Aluminum (Al) is a widespread aquatic neurotoxic pollutant, yet its brain accumulation is seldom quantified in fish neurotoxicity studies. Here, we investigated the neurobehavioral and molecular consequences of acute waterborne Al exposure in adult zebrafish (n = 227). Fish were exposed for 96 h to 50 mg/L AlCl₃ at pH 5.0 and then transferred to clean water for a 7-day depuration period. Despite the absence of statistically significant Al accumulation in either brain or carcass, exposed animals exhibited consistent neurobehavioral impairments, including reduced non-associative learning (short-term habituation of the acoustic startle response), anxiety- and depression-like phenotypes (positive geotaxis and negative scototaxis), and increased aggressive-like behavior.
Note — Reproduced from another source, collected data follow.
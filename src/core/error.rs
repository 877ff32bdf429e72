//! Error handling for weave
//!
//! This module provides the strongly-typed error enum used across the crate and the
//! user-facing error reporting used by the CLI. The error system follows two rules:
//! 1. **Strongly-typed errors** so callers can match on precise failure modes
//! 2. **User-friendly messages** with actionable suggestions for CLI users
//!
//! # Error Categories
//!
//! - **Composition**: [`WeaveError::UnresolvedFragment`], [`WeaveError::CyclicFragmentGraph`],
//!   [`WeaveError::SymbolCollision`], [`WeaveError::FragmentParseError`], and friends.
//!   These abort a render before any output is written.
//! - **Lookup**: [`WeaveError::NoMatchingSource`], [`WeaveError::CacheCorrupt`],
//!   [`WeaveError::CacheAlgorithmMismatch`].
//! - **Git**: [`WeaveError::GitCommandError`], [`WeaveError::GitNotFound`],
//!   [`WeaveError::GitRepoInvalid`].
//! - **File system and configuration**: [`WeaveError::FileSystemError`],
//!   [`WeaveError::ConfigParseError`], [`WeaveError::OutputExists`].
//!
//! Use [`user_friendly_error`] to turn any [`anyhow::Error`] into an [`ErrorContext`]
//! carrying details and a suggestion.
//!
//! # Examples
//!
//! ```rust,no_run
//! use weave_cli::core::{ErrorContext, WeaveError, user_friendly_error};
//!
//! let error = WeaveError::NoMatchingSource {
//!     checksum: "sha256:00ff".to_string(),
//! };
//! let ctx = user_friendly_error(anyhow::Error::from(error));
//! ctx.display();
//!
//! let manual = ErrorContext::new(WeaveError::GitNotFound)
//!     .with_suggestion("Install git from https://git-scm.com/");
//! println!("{manual}");
//! ```

use colored::Colorize;
use std::fmt;
use thiserror::Error;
All behavioral alterations were fully reversed after depuration, indicating a transient effect. Brain oxidative stress markers (catalase, superoxide dismutase, lipid peroxidation), neurotransmitter levels, and acetylcholinesterase activity remained largely unchanged, arguing against a direct, generalized disruption of brain biochemistry. In contrast, brain expression of appa, gfap , and cat was significantly upregulated immediately after exposure and returned to control levels after depuration, suggesting an early but reversible stress and glial response. Overall, these findings show that short-term acidic Al exposure can induce reversible cognitive and affective disturbances in zebrafish in the absence of detectable brain accumulation, highlighting the importance of transient molecular stress pathways in acute aluminum neurotoxicity.